Hugging Face 🤗, with a warm embrace, meet R️ ❤️

By Ken Koon Wong in r R hugging face bert finbert transformers reticulate

September 1, 2023

I’m delighted that R users can have access to the incredible Hugging Face pre-trained models. In this demonstration, we provide a straightforward example of how to utilize them for sentiment analysis using GPT-generated synthetic data from evaluation comments. Let’s go!

Interesting Problem 😎

What if you’re faced with a list of survey comments that you need to sift through? Apart from reading them one by one, is there a method that could potentially introduce a new perspective and expedite this process? Are there any models available for performing sentiment analysis?

Objectives:

Brief Intro to Transfomers Python Module & Hugging Face

Transformers

image

In comes Transformers, which provides APIs and tools to easily download and train state-of-the-art pretrained models. Using pretrained models can reduce your compute costs, carbon footprint, and save you the time and resources required to train a model from scratch. These models support common tasks in different modalities, such as: NLP, computer vision, audio, and multimodal. Transformers support framework interoperability between PyTorch, TensorFlow, and JAX. Pretty cool, right!? But wait, this is a python 🐍 API! No fear, as before, we’ve demonstrated how R is able to use python modules with ease. Let’s code!

image

About Hugging Face 🤗

Hugging Face is a technology company specializing in natural language processing (NLP) and machine learning, best known for its Transformers library, an open-source collection of pre-trained models and tools that simplify the use of advanced NLP techniques. Established in 2016, the company has become a significant contributor to the field of AI, democratizing access to state-of-the-art models like BERT, GPT-2, and many others. Their platform allows developers, researchers, and businesses to easily implement complex NLP tasks such as sentiment analysis, text summarization, and machine translation. With a robust community of users contributing to its ecosystem, Hugging Face has become a go-to resource for those looking to harness the power of machine learning for language-based tasks.
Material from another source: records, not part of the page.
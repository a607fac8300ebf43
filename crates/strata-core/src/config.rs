use anyhow::{Context, Result};
use serde::{Deserialize, Serialize};
use std::collections::{BTreeMap, HashMap};
use std::path::{Path, PathBuf};

use crate::types::{Layer, RuleCategory, Severity, SeverityMap};

/// Name of the configuration file looked up in the project root and its ancestors.
pub const CONFIG_FILE_NAME: &str = ".strata.toml";

/// Top-level configuration from `.strata.toml`
#[derive(Debug, Clone, Default, Serialize, Deserialize)]
pub struct Config {
    #[serde(default)]
    pub project: ProjectConfig,
    #[serde(default)]
    pub layers: LayersConfig,
    #[serde(default)]
    pub aggregates: AggregatesConfig,
    #[serde(default)]
    pub naming: NamingConfig,
    #[serde(default)]
    pub packages: PackagesConfig,
    #[serde(default)]
    pub rules: RulesConfig,
}

#[derive(Debug, Clone, Serialize, Deserialize)]
pub struct ProjectConfig {
    #[serde(default = "default_include_patterns")]
    pub include: Vec<String>,
    #[serde(default = "default_exclude_patterns")]
    pub exclude: Vec<String>,
    /// Upper bound on concurrent file reads. 0 lets rayon decide.
    #[serde(default)]
    pub max_workers: usize,
}

fn default_include_patterns() -> Vec<String> {
    vec![
        "**/*.ts".to_string(),
        "**/*.tsx".to_string(),
        "**/*.js".to_string(),
        "**/*.jsx".to_string(),
    ]
}

fn default_exclude_patterns() -> Vec<String> {
    vec![
        "**/node_modules/**".to_string(),
        "**/dist/**".to_string(),
        "**/build/**".to_string(),
        "**/*.d.ts".to_string(),
        "**/*.spec.*".to_string(),
        "**/*.test.*".to_string(),
    ]
}

impl Default for ProjectConfig {
    fn default() -> Self {
        Self {
            include: default_include_patterns(),
            exclude: default_exclude_patterns(),
            max_workers: 0,
        }
    }
}

/// Path-segment keywords per layer, plus the allowed dependency directions.
#[derive(Debug, Clone, Serialize, Deserialize)]
pub struct LayersConfig {
    #[serde(default = "default_domain_keywords")]
    pub domain: Vec<String>,
    #[serde(default = "default_application_keywords")]
    pub application: Vec<String>,
    #[serde(default = "default_infrastructure_keywords")]
    pub infrastructure: Vec<String>,
    #[serde(default = "default_shared_keywords")]
    pub shared: Vec<String>,
    #[serde(default)]
    pub allowed: AllowedLayers,
}

fn default_domain_keywords() -> Vec<String> {
    vec!["domain".to_string()]
}

fn default_application_keywords() -> Vec<String> {
    vec!["application".to_string()]
}

fn default_infrastructure_keywords() -> Vec<String> {
    vec!["infrastructure".to_string()]
}

fn default_shared_keywords() -> Vec<String> {
    vec!["shared".to_string()]
}

impl LayersConfig {
    pub fn keywords(&self, layer: Layer) -> &[String] {
        match layer {
            Layer::Domain => &self.domain,
            Layer::Application => &self.application,
            Layer::Infrastructure => &self.infrastructure,
            Layer::Shared => &self.shared,
        }
    }
}

impl Default for LayersConfig {
    fn default() -> Self {
        Self {
            domain: default_domain_keywords(),
            application: default_application_keywords(),
            infrastructure: default_infrastructure_keywords(),
            shared: default_shared_keywords(),
            allowed: AllowedLayers::default(),
        }
    }
}

/// Which layers each layer may import from. Same-layer imports are always allowed.
#[derive(Debug, Clone, PartialEq, Eq, Serialize, Deserialize)]
pub struct AllowedLayers {
    #[serde(default = "default_domain_allowed")]
    pub domain: Vec<Layer>,
    #[serde(default = "default_application_allowed")]
    pub application: Vec<Layer>,
    #[serde(default = "default_infrastructure_allowed")]
    pub infrastructure: Vec<Layer>,
    #[serde(default)]
    pub shared: Vec<Layer>,
}

fn default_domain_allowed() -> Vec<Layer> {
    vec![Layer::Shared]
}

fn default_application_allowed() -> Vec<Layer> {
    vec![Layer::Domain, Layer::Shared]
}

fn default_infrastructure_allowed() -> Vec<Layer> {
    vec![Layer::Domain, Layer::Application, Layer::Shared]
}

impl AllowedLayers {
    pub fn for_layer(&self, layer: Layer) -> &[Layer] {
        match layer {
            Layer::Domain => &self.domain,
            Layer::Application => &self.application,
            Layer::Infrastructure => &self.infrastructure,
            Layer::Shared => &self.shared,
        }
    }

    pub fn permits(&self, from: Layer, to: Layer) -> bool {
        from == to || self.for_layer(from).contains(&to)
    }
}

impl Default for AllowedLayers {
    fn default() -> Self {
        Self {
            domain: default_domain_allowed(),
            application: default_application_allowed(),
            infrastructure: default_infrastructure_allowed(),
            shared: Vec::new(),
        }
    }
}

/// Settings for inferring aggregate (bounded context) names from paths.
#[derive(Debug, Clone, Serialize, Deserialize)]
pub struct AggregatesConfig {
    /// Segments after which aggregate names start.
    #[serde(default = "default_root_markers")]
    pub root_markers: Vec<String>,
    /// Folder names that organize code inside an aggregate without naming one.
    #[serde(default = "default_structural_folders")]
    pub structural_folders: Vec<String>,
    /// Structural folders that may be imported across aggregates.
    #[serde(default = "default_shared_folders")]
    pub shared_folders: Vec<String>,
}

fn default_root_markers() -> Vec<String> {
    vec!["domain".to_string()]
}

fn default_structural_folders() -> Vec<String> {
    [
        "aggregates",
        "entities",
        "entity",
        "value-objects",
        "value_objects",
        "valueobjects",
        "events",
        "repositories",
        "services",
        "specifications",
        "errors",
        "exceptions",
        "factories",
        "policies",
        "models",
        "types",
        "interfaces",
        "ports",
    ]
    .iter()
    .map(|s| s.to_string())
    .collect()
}

fn default_shared_folders() -> Vec<String> {
    [
        "value-objects",
        "value_objects",
        "valueobjects",
        "events",
    ]
    .iter()
    .map(|s| s.to_string())
    .collect()
}

impl Default for AggregatesConfig {
    fn default() -> Self {
        Self {
            root_markers: default_root_markers(),
            structural_folders: default_structural_folders(),
            shared_folders: default_shared_folders(),
        }
    }
}

/// File naming conventions.
#[derive(Debug, Clone, Serialize, Deserialize)]
pub struct NamingConfig {
    /// Folder name -> required file-name suffix.
    #[serde(default = "default_suffixes")]
    pub suffixes: BTreeMap<String, String>,
    /// Suffixes too vague for domain code, mapped to the preferred replacement.
    #[serde(default = "default_vague_suffixes")]
    pub vague_suffixes: BTreeMap<String, String>,
}

fn default_suffixes() -> BTreeMap<String, String> {
    [
        ("repositories", "Repository"),
        ("services", "Service"),
        ("events", "Event"),
        ("specifications", "Specification"),
        ("errors", "Error"),
        ("exceptions", "Error"),
        ("factories", "Factory"),
        ("policies", "Policy"),
    ]
    .iter()
    .map(|(k, v)| (k.to_string(), v.to_string()))
    .collect()
}

fn default_vague_suffixes() -> BTreeMap<String, String> {
    [
        ("Manager", "Service"),
        ("Helper", "Service"),
        ("Util", "Service"),
        ("Utils", "Service"),
    ]
    .iter()
    .map(|(k, v)| (k.to_string(), v.to_string()))
    .collect()
}

impl Default for NamingConfig {
    fn default() -> Self {
        Self {
            suffixes: default_suffixes(),
            vague_suffixes: default_vague_suffixes(),
        }
    }
}

/// Package deny-lists per layer.
#[derive(Debug, Clone, Serialize, Deserialize)]
pub struct PackagesConfig {
    #[serde(default = "default_domain_denied")]
    pub domain: Vec<String>,
    #[serde(default = "default_application_denied")]
    pub application: Vec<String>,
    #[serde(default)]
    pub infrastructure: Vec<String>,
    #[serde(default)]
    pub shared: Vec<String>,
}

const PERSISTENCE_PACKAGES: &[&str] = &[
    "typeorm",
    "mongoose",
    "mongodb",
    "sequelize",
    "@prisma/client",
    "prisma",
    "knex",
    "pg",
    "mysql",
    "mysql2",
    "sqlite3",
    "redis",
    "ioredis",
    "@mikro-orm/core",
];

const HTTP_PACKAGES: &[&str] = &["express", "fastify", "koa", "@nestjs/common", "hapi"];

fn default_domain_denied() -> Vec<String> {
    PERSISTENCE_PACKAGES
        .iter()
        .chain(HTTP_PACKAGES)
        .chain(["axios", "aws-sdk", "@aws-sdk/client-s3", "node-fetch"].iter())
        .map(|s| s.to_string())
        .collect()
}

fn default_application_denied() -> Vec<String> {
    PERSISTENCE_PACKAGES
        .iter()
        .chain(HTTP_PACKAGES)
        .map(|s| s.to_string())
        .collect()
}

impl PackagesConfig {
    pub fn denied(&self, layer: Layer) -> &[String] {
        match layer {
            Layer::Domain => &self.domain,
            Layer::Application => &self.application,
            Layer::Infrastructure => &self.infrastructure,
            Layer::Shared => &self.shared,
        }
    }
}

impl Default for PackagesConfig {
    fn default() -> Self {
        Self {
            domain: default_domain_denied(),
            application: default_application_denied(),
            infrastructure: Vec::new(),
            shared: Vec::new(),
        }
    }
}

/// Rule configuration
#[derive(Debug, Clone, Serialize, Deserialize)]
pub struct RulesConfig {
    #[serde(default = "default_severities")]
    pub severities: HashMap<String, Severity>,
    #[serde(default = "default_fail_on")]
    pub fail_on: Severity,
    /// Rule ids that are not run.
    #[serde(default)]
    pub disabled: Vec<String>,
}

fn default_severities() -> HashMap<String, Severity> {
    RuleCategory::ALL
        .into_iter()
        .map(|c| (c.id().to_string(), c.default_severity()))
        .collect()
}

fn default_fail_on() -> Severity {
    Severity::High
}

impl RulesConfig {
    pub fn is_enabled(&self, category: RuleCategory) -> bool {
        !self
            .disabled
            .iter()
            .any(|id| id.parse::<RuleCategory>().ok() == Some(category))
    }
}

impl Default for RulesConfig {
    fn default() -> Self {
        Self {
            severities: default_severities(),
            fail_on: default_fail_on(),
            disabled: Vec::new(),
        }
    }
}

impl Config {
    /// Load configuration from a `.strata.toml` file.
    pub fn load(path: &Path) -> Result<Self> {
        let content = std::fs::read_to_string(path)
            .with_context(|| format!("failed to read config file '{}'", path.display()))?;
        let config: Config = toml::from_str(&content).with_context(|| {
            format!(
                "failed to parse '{}'. Run `strata init` to create a valid config file",
                path.display()
            )
        })?;
        Ok(config)
    }

    /// Load from `.strata.toml` in the given directory or any ancestor, or return defaults.
    pub fn load_or_default(dir: &Path) -> Self {
        let Some(config_path) = find_config_file(dir) else {
            return Self::default();
        };
        match Self::load(&config_path) {
            Ok(config) => {
                tracing::debug!(path = %config_path.display(), "loaded config");
                config
            }
            Err(e) => {
                tracing::warn!(
                    "failed to load config from '{}': {e:#}. Using defaults.",
                    config_path.display()
                );
                Self::default()
            }
        }
    }

    /// The severity table the detectors use for this config.
    pub fn severity_map(&self) -> SeverityMap {
        SeverityMap::with_overrides(&self.rules.severities)
    }

    /// Generate default TOML content for `strata init`.
    pub fn default_toml() -> String {
        r#"# Strata - Layered Architecture Analysis Configuration

[project]
include = ["**/*.ts", "**/*.tsx", "**/*.js", "**/*.jsx"]
exclude = ["**/node_modules/**", "**/dist/**", "**/build/**", "**/*.d.ts", "**/*.spec.*", "**/*.test.*"]
# Concurrent file reads (0 = one per CPU)
max_workers = 0

[layers]
# Path segments that put a file into a layer. Checked in this order:
# domain, application, infrastructure, shared.
domain = ["domain"]
application = ["application"]
infrastructure = ["infrastructure"]
shared = ["shared"]

[layers.allowed]
# Layers each layer may import from (same-layer imports are always allowed)
domain = ["shared"]
application = ["domain", "shared"]
infrastructure = ["domain", "application", "shared"]
shared = []

[aggregates]
root_markers = ["domain"]
structural_folders = ["aggregates", "entities", "entity", "value-objects", "value_objects", "valueobjects", "events", "repositories", "services", "specifications", "errors", "exceptions", "factories", "policies", "models", "types", "interfaces", "ports"]
# Folders other aggregates may import from
shared_folders = ["value-objects", "value_objects", "valueobjects", "events"]

[naming.suffixes]
repositories = "Repository"
services = "Service"
events = "Event"
specifications = "Specification"
errors = "Error"
exceptions = "Error"
factories = "Factory"
policies = "Policy"

[naming.vague_suffixes]
Manager = "Service"
Helper = "Service"
Util = "Service"
Utils = "Service"

[packages]
domain = ["typeorm", "mongoose", "mongodb", "sequelize", "@prisma/client", "prisma", "knex", "pg", "mysql", "mysql2", "sqlite3", "redis", "ioredis", "@mikro-orm/core", "express", "fastify", "koa", "@nestjs/common", "hapi", "axios", "aws-sdk", "@aws-sdk/client-s3", "node-fetch"]
application = ["typeorm", "mongoose", "mongodb", "sequelize", "@prisma/client", "prisma", "knex", "pg", "mysql", "mysql2", "sqlite3", "redis", "ioredis", "@mikro-orm/core", "express", "fastify", "koa", "@nestjs/common", "hapi"]

[rules]
# Severity levels: "critical", "high", "medium", "low"
fail_on = "high"
# disabled = ["naming"]

[rules.severities]
layer-direction = "critical"
hardcoded-secret = "critical"
circular-dependency = "high"
forbidden-package = "high"
aggregate-boundary = "medium"
naming = "low"
"#
        .to_string()
    }
}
Installing Transformers and Loading Module

library(reticulate)
library(tidyverse)
library(DT)

# install transformers
# py_install("transformers", pip = T) # remember to uncomment and do this first

# load transformers module 
transformer <- import("transformers")
autotoken <- transformer$AutoTokenizer
autoModelClass <- transformer$AutoModelForSequenceClassification

The above code when loading transformers resemble the below in python

from transformers import AutoTokenizer, AutoModelForSequenceClassification

Load Reuter Dataset

# load data
df <- read_csv("reuters_headlines2.csv") |>
  head(10)

# extract the headlines section
df_list <- df |>
  pull(Headlines)

Load Pre-trained Model & Predict

When you go to Hugging Face Model section, click on text classification and then sort by most likes. The above is a snapshot of that. Through wisdom of crowd, I think the top liked pre-trained models might be good ones to try out! Let’s give them a try!

Load model

tokenizer <- autotoken$from_pretrained("distilbert-base-uncased-finetuned-sst-2-english")
model <- autoModelClass$from_pretrained("distilbert-base-uncased-finetuned-sst-2-english")

Let’s look at what the model predicts

model$config$id2label
## $`0`
## [1] "NEGATIVE"
## 
## $`1`
## [1] "POSITIVE"

Ahh, ok. For distilbert-base-uncased-finetuned-sst-2-english, the output would be negative which is 0 or positive which is 1.

Let’s feed our data onto tokinzer and see what is in it?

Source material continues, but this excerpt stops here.